Churchill was presented as a complex and layered figure, one that had both flaws and redeeming features. He was basically the last choice for the position of PM and, yet he became the hero of the nation and half of the Western world. He came from a privileged background (didn’t even know the correct hand gestures) and, yet was also the man of the people (the underground scene was a great visualization of his transition from being the PM for the government to being the PM of the people). He was also a patriot through and through and, yet he decided to lie to his nation (is there ever a good enough cause to withhold the truth?). He also has worked with people with diverging opinions and personalities all his life and, yet have never really learned to comprise. In addition to being a leader, who deeply felt the loss of his troops (the fact that it is the leader’s main objective to bear the loss is as true in real life as it is in fiction, a.k.a. The Last Jedi), he was also a husband and a father, who sacrificed his family life for the public one. And yet, Churchill’s and his wife Clementine’s relationship was portrayed as a very loving and caring one. The moments of confrontation were present in it too, but the shared feeling between the two individuals was love, at its purest.

The screenwriter also did a very good job with the inclusion of Churchill’s actual speeches into the film. However, while those speeches were truly inspirational, especially the final one, probably not one of the initial listeners (other politicians) were that inspired to do any actual fighting. The scriptwriter also wrote some brilliant dialogue for Churchill and King George VI (yup, the one from The King’s Speech – this is a well cinematized period of the British history) – I especially liked the King’s change of heart moment. Darkest Hour also explored or hinted at some of the wider implications of war. The moment with Churchill calling Franklin D. Roosevelt was a perfect signal of the reversal of fortunes of the former colony and the empire. Speaking about the empire: every WW2 (or any war) movies I watch raise me a question: is there ever the good side in the war? Yes, Hitler was a monster but the British Empire was an empire, that oppressed millions of people around the globe for way longer than Hitler was in power. How do count who is worse? By human loss? By time? By subjective and personal evaluation? Lastly, some historical events portrayed in the film, when put in contemporary context, made me chuckle ironically, like the fact that the majority of the British politicians were ready to compromise, while they are not known for their ability to do the same nowadays (*cough, cough*, Brexit).

Directing

Joe Wright (of such literary adaptations as Pride & Prejudice, Atonement, and Anna Karenina and mainstream missteps as Pan) tackled the Churchill biopic and was quite successful. Darkest Hour was truly a character piece, and a specific glimpse into, rather than a full-on recreation of a historical event. I loved how the camera’s focus was always on Churchill and how he occupied the center of the frame most of the time (I loved the images where Churchill was framed in doors, windows, rooms).
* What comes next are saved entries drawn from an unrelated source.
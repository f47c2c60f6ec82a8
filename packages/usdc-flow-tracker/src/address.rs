//! Address codecs for comparing CCTP `bytes32` recipients with user-facing
//! addresses (`0x` EVM hex or bech32 Cosmos accounts).

use bech32::{FromBase32, ToBase32, Variant};
use eyre::{eyre, Result};

/// Decode a bech32 address to raw bytes (20 or 32 bytes).
pub fn decode_bech32(addr: &str) -> Result<(Vec<u8>, String)> {
    let (hrp, data, _variant) =
        bech32::decode(addr).map_err(|e| eyre!("Invalid bech32 address: {}", e))?;

    let bytes = Vec::<u8>::from_base32(&data).map_err(|e| eyre!("Invalid base32 data: {}", e))?;

    if bytes.len() != 20 && bytes.len() != 32 {
        return Err(eyre!(
            "Invalid address length: expected 20 or 32 bytes, got {}",
            bytes.len()
        ));
    }

    Ok((bytes, hrp))
}

pub fn encode_bech32(bytes: &[u8], hrp: &str) -> Result<String> {
    bech32::encode(hrp, bytes.to_base32(), Variant::Bech32)
        .map_err(|e| eyre!("Failed to encode bech32: {}", e))
}

/// Left-pad any user-facing address into the `bytes32` form CCTP uses.
pub fn address_to_word(addr: &str) -> Result<[u8; 32]> {
    let trimmed = addr.trim();
    let raw = if trimmed.starts_with("0x") || trimmed.starts_with("0X") {
        crate::hash::parse_hex(trimmed).map_err(|e| eyre!("Invalid EVM address: {}", e))?
    } else {
        decode_bech32(trimmed)?.0
    };

    if raw.len() > 32 {
        return Err(eyre!("Address longer than 32 bytes: {}", addr));
    }
    let mut word = [0u8; 32];
    word[32 - raw.len()..].copy_from_slice(&raw);
    Ok(word)
}

/// Whether a CCTP `mint_recipient` word designates `expected`.
pub fn recipient_matches(mint_recipient: &[u8; 32], expected: &str) -> Result<bool> {
    Ok(address_to_word(expected)? == *mint_recipient)
}

/// Addresses compare case-insensitively for hex and exactly for bech32
/// (bech32 is canonical lowercase).
pub fn same_address(a: &str, b: &str) -> bool {
    a.trim().eq_ignore_ascii_case(b.trim())
}
//! Chain keys, flow types and status enums.

use std::fmt;

use chrono::{DateTime, Utc};
use serde::{Deserialize, Serialize};

/// Stage names recorded in chain status trails.
pub mod stages {
    pub const EVM_BURN_CONFIRMED: &str = "evm_burn_confirmed";
    pub const ATTESTATION_COMPLETE: &str = "attestation_complete";
    pub const NOBLE_MINT_CONFIRMED: &str = "noble_mint_confirmed";
    pub const NOBLE_FORWARDED: &str = "noble_forwarded";
    pub const NAMADA_RECEIVED: &str = "namada_received";
    pub const NAMADA_SENT: &str = "namada_sent";
    pub const NOBLE_RECEIVED: &str = "noble_received";
    pub const NOBLE_BURNED: &str = "noble_burned";
    pub const EVM_MINT_CONFIRMED: &str = "evm_mint_confirmed";
}

/// One of the three ledgers a flow crosses.
#[derive(Debug, Clone, Copy, PartialEq, Eq, Hash, PartialOrd, Ord, Serialize, Deserialize)]
#[serde(rename_all = "snake_case")]
pub enum ChainKey {
    Evm,
    Noble,
    Namada,
}

impl ChainKey {
    pub fn as_str(&self) -> &'static str {
        match self {
            ChainKey::Evm => "evm",
            ChainKey::Noble => "noble",
            ChainKey::Namada => "namada",
        }
    }
}

impl fmt::Display for ChainKey {
    fn fmt(&self, f: &mut fmt::Formatter<'_>) -> fmt::Result {
        f.write_str(self.as_str())
    }
}

/// Where a chain sits in a flow.
#[derive(Debug, Clone, Copy, PartialEq, Eq)]
pub enum FlowPosition {
    Source,
    Intermediate,
    Destination,
}

/// Direction of a transfer.
///
/// - Deposit: EVM burn, Noble mint + forward, Namada receive.
/// - Payment: Namada send, Noble receive + burn, EVM mint.
#[derive(Debug, Clone, Copy, PartialEq, Eq, Hash, Serialize, Deserialize)]
#[serde(rename_all = "snake_case")]
pub enum FlowType {
    Deposit,
    Payment,
}

impl FlowType {
    /// Chains in the order they are polled.
    pub fn chain_order(&self) -> [ChainKey; 3] {
        match self {
            FlowType::Deposit => [ChainKey::Evm, ChainKey::Noble, ChainKey::Namada],
            FlowType::Payment => [ChainKey::Namada, ChainKey::Noble, ChainKey::Evm],
        }
    }

    pub fn position_of(&self, chain: ChainKey) -> FlowPosition {
        let order = self.chain_order();
        if order[0] == chain {
            FlowPosition::Source
        } else if order[1] == chain {
            FlowPosition::Intermediate
        } else {
            FlowPosition::Destination
        }
    }

    pub fn as_str(&self) -> &'static str {
        match self {
            FlowType::Deposit => "deposit",
            FlowType::Payment => "payment",
        }
    }
}

impl fmt::Display for FlowType {
    fn fmt(&self, f: &mut fmt::Formatter<'_>) -> fmt::Result {
        f.write_str(self.as_str())
    }
}

/// Flow-level status.
#[derive(Debug, Clone, Copy, PartialEq, Eq, Hash, Serialize, Deserialize)]
#[serde(rename_all = "snake_case")]
pub enum FlowPollingStatus {
    Pending,
    Success,
    TxError,
    PollingError,
    PollingTimeout,
    UserActionRequired,
    Cancelled,
}

impl FlowPollingStatus {
    pub fn is_terminal(&self) -> bool {
        matches!(self, FlowPollingStatus::Success | FlowPollingStatus::Cancelled)
    }

    /// States from which `resume` may restart polling.
    pub fn is_resumable(&self) -> bool {
        matches!(
            self,
            FlowPollingStatus::Cancelled
                | FlowPollingStatus::PollingError
                | FlowPollingStatus::PollingTimeout
                | FlowPollingStatus::UserActionRequired
        )
    }

    /// Non-success error states from which `retry` may restart polling.
    pub fn is_retryable(&self) -> bool {
        matches!(
            self,
            FlowPollingStatus::TxError
                | FlowPollingStatus::PollingError
                | FlowPollingStatus::PollingTimeout
                | FlowPollingStatus::UserActionRequired
        )
    }

    pub fn as_str(&self) -> &'static str {
        match self {
            FlowPollingStatus::Pending => "pending",
            FlowPollingStatus::Success => "success",
            FlowPollingStatus::TxError => "tx_error",
            FlowPollingStatus::PollingError => "polling_error",
            FlowPollingStatus::PollingTimeout => "polling_timeout",
            FlowPollingStatus::UserActionRequired => "user_action_required",
            FlowPollingStatus::Cancelled => "cancelled",
        }
    }
}

impl fmt::Display for FlowPollingStatus {
    fn fmt(&self, f: &mut fmt::Formatter<'_>) -> fmt::Result {
        f.write_str(self.as_str())
    }
}

/// Per-chain status. A cancelled flow leaves its chains at their last value.
#[derive(Debug, Clone, Copy, PartialEq, Eq, Hash, Serialize, Deserialize)]
#[serde(rename_all = "snake_case")]
pub enum ChainStatusValue {
    Pending,
    Success,
    TxError,
    PollingError,
    PollingTimeout,
    UserActionRequired,
}

#[derive(Debug, Clone, Copy, PartialEq, Eq, Serialize, Deserialize)]
#[serde(rename_all = "snake_case")]
pub enum StageStatus {
    Pending,
    Confirmed,
}

/// Who observed a stage.
#[derive(Debug, Clone, Copy, PartialEq, Eq, Serialize, Deserialize)]
#[serde(rename_all = "snake_case")]
pub enum StageSource {
    Poller,
    Client,
}

/// A named step of a flow, as observed on one chain.
#[derive(Debug, Clone, PartialEq, Eq, Serialize, Deserialize)]
pub struct ChainStage {
    pub stage: String,
    pub status: StageStatus,
    pub source: StageSource,
    #[serde(default, skip_serializing_if = "Option::is_none")]
    pub tx_hash: Option<String>,
    pub occurred_at: DateTime<Utc>,
}

impl ChainStage {
    /// A stage confirmed by a poller just now.
    pub fn confirmed(stage: &str, tx_hash: Option<String>) -> Self {
        Self {
            stage: stage.to_string(),
            status: StageStatus::Confirmed,
            source: StageSource::Poller,
            tx_hash,
            occurred_at: Utc::now(),
        }
    }
}

#[cfg(test)]
mod tests {
    use super::*;

    #[test]
    fn test_chain_order_is_mirrored() {
        let deposit = FlowType::Deposit.chain_order();
        let mut payment = FlowType::Payment.chain_order();
        payment.reverse();
        assert_eq!(deposit, payment);
    }

    #[test]
    fn test_position_of() {
        assert_eq!(FlowType::Deposit.position_of(ChainKey::Evm), FlowPosition::Source);
        assert_eq!(
            FlowType::Payment.position_of(ChainKey::Evm),
            FlowPosition::Destination
        );
        assert_eq!(
            FlowType::Payment.position_of(ChainKey::Noble),
            FlowPosition::Intermediate
        );
    }

    #[test]
    fn test_status_transitions() {
        assert!(FlowPollingStatus::Cancelled.is_resumable());
        assert!(!FlowPollingStatus::Cancelled.is_retryable());
        assert!(FlowPollingStatus::TxError.is_retryable());
        assert!(!FlowPollingStatus::TxError.is_resumable());
        assert!(!FlowPollingStatus::Success.is_resumable());
        assert!(FlowPollingStatus::Success.is_terminal());
    }

    #[test]
    fn test_status_serde_snake_case() {
        let json = serde_json::to_string(&FlowPollingStatus::UserActionRequired).unwrap();
        assert_eq!(json, "\"user_action_required\"");
        let back: ChainStatusValue = serde_json::from_str("\"polling_timeout\"").unwrap();
        assert_eq!(back, ChainStatusValue::PollingTimeout);
    }
}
I also thought that the drama was constructed quite well, though a film did felt a bit long. Lastly, I reached a sort of a personal epiphany that probably wasn’t intended by the director, when watching the picture. Seeing all the rooms of white old men in the positions of power was all good and appropriate for a historical drama but as soon as I saw them, I had a sad realization that this image has changed very little in the governments of today.

Acting

Gary Oldman (The Hitman’s Bodyguard was his last film – what a step-up in quality this one is) absolutely nailed the titular character. He fully transformed himself into Winston Churchill. While the physical transformation (the make-up and the prosthetics) were impressive, what I found most intriguing (and transformative) about Oldman’s performance was his demeanor, emotional intensity, and his way of speaking. I also appreciated the fact that Oldman played Churchill as a real person rather than a historical figure. By treating Churchill as a person, Oldman (and the director) found room for humor and sarcasm within the character – two things that don’t really come across in the history textbooks. Oldman has won every major acting award so far, thus, an Oscar win is almost a sure bet too.

Kristin Scott Thomas (The Party) brought warmth and strength to Clementine Churchill, while Ben Mendelsohn (Rogue One) was really good as King George VI and portrayed the royal as a real person rather than a larger than life figure too. Lily James (Cinderella, Baby Driver) was good as the secretary Elizabeth Layton but her character wasn’t really necessary for the film. Also, I feel like a secretary type of character (with either a boyfriend or a family member being at war or in another kind of peril) has been included in alongside portrayal of Churchill: e.g. Ella Purnell played PM’s secretary in Churchill, while Kate Phillips played one on The Crown. Lastly, Ronald Pickup and Stephen Dillane were good as the two main antagonists of Churchill: Neville Chamberlain and Edward Wood, 3rd Viscount Halifax, respectively.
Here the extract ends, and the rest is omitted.